ASSIGNMENT:
Copy out the first line of the listing and every line after it, exactly, until you have copied the line containing "position >= self.min_index".

SOURCE DATA:
****
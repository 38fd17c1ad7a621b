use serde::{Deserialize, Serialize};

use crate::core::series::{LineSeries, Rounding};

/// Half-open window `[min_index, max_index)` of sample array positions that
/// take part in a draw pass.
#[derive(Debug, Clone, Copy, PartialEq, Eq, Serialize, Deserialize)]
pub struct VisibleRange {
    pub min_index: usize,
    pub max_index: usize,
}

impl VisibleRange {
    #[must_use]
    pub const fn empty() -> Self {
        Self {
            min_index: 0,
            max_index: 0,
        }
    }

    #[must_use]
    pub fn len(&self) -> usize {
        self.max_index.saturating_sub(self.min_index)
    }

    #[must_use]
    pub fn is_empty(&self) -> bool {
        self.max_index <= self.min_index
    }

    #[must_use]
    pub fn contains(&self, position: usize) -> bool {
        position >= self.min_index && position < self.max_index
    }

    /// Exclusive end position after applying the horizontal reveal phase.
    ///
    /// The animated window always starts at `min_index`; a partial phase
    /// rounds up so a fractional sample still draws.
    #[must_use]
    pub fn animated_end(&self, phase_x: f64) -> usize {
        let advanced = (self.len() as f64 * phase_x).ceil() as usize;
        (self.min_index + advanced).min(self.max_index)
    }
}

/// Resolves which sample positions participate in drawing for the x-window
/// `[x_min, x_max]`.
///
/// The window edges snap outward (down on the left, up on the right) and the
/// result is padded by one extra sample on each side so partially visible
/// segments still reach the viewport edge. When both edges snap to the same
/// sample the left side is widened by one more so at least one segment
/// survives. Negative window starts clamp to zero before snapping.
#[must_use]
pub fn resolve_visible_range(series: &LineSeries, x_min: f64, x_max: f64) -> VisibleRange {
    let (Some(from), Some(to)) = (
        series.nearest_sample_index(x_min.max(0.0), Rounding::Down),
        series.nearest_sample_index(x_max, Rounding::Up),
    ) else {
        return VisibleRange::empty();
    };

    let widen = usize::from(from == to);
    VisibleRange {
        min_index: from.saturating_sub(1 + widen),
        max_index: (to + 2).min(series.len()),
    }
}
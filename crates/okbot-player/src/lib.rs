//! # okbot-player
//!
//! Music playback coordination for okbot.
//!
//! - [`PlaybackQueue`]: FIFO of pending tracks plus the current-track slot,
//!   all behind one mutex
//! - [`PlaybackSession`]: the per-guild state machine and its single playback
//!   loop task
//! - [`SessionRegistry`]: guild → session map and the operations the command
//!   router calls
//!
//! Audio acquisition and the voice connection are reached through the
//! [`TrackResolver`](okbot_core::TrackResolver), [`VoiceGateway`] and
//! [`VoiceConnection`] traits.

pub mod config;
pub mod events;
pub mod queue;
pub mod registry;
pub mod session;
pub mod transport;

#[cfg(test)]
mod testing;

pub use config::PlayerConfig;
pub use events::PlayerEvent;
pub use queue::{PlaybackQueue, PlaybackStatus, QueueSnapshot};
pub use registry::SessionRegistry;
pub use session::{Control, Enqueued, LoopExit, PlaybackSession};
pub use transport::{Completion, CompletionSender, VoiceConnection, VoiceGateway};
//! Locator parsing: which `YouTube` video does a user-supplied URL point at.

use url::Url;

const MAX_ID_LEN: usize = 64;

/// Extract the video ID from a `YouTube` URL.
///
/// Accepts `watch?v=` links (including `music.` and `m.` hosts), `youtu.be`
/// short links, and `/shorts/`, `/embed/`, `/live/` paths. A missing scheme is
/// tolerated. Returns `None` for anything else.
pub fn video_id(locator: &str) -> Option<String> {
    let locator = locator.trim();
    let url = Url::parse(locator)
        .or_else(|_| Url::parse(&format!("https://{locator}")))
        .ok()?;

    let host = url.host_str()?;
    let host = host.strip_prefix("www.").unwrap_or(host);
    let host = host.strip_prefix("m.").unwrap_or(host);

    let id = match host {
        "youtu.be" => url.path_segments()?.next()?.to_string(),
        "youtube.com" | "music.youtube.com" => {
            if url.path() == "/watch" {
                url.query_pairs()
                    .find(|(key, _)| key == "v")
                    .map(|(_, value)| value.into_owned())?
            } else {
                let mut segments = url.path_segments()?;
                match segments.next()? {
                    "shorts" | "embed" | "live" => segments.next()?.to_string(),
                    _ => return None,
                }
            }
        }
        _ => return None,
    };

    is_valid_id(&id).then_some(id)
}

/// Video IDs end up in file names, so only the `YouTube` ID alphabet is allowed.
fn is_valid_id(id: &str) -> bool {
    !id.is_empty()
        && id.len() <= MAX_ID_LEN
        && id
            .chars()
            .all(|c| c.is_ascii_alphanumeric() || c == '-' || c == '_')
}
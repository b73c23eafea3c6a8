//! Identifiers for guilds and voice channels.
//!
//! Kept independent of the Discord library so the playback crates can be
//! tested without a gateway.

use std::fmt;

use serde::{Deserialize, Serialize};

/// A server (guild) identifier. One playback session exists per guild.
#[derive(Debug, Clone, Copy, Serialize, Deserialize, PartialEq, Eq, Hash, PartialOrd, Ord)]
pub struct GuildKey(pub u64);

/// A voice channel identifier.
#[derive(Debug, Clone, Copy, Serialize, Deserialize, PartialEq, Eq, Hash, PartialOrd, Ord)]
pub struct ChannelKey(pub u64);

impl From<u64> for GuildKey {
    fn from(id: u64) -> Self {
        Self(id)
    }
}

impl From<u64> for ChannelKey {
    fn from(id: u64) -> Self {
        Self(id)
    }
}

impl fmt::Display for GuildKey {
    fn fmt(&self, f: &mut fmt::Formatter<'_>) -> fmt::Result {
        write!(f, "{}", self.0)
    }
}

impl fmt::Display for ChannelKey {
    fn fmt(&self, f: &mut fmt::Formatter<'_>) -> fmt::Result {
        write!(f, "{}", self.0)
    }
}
****
TASK ANSWER:
repository 38fd17c1ad7a621b
use serde::{Deserialize, Serialize};

use crate::core::series::{LineSeries, Rounding};

/// Half-open window `[min_index, max_index)` of sample array positions that
/// take part in a draw pass.
#[derive(Debug, Clone, Copy, PartialEq, Eq, Serialize, Deserialize)]
pub struct VisibleRange {
    pub min_index: usize,
    pub max_index: usize,
}

impl VisibleRange {
    #[must_use]
    pub const fn empty() -> Self {
        Self {
            min_index: 0,
            max_index: 0,
        }
    }

    #[must_use]
    pub fn len(&self) -> usize {
        self.max_index.saturating_sub(self.min_index)
    }

    #[must_use]
    pub fn is_empty(&self) -> bool {
        self.max_index <= self.min_index
    }

    #[must_use]
    pub fn contains(&self, position: usize) -> bool {
        position >= self.min_index && position < self.max_index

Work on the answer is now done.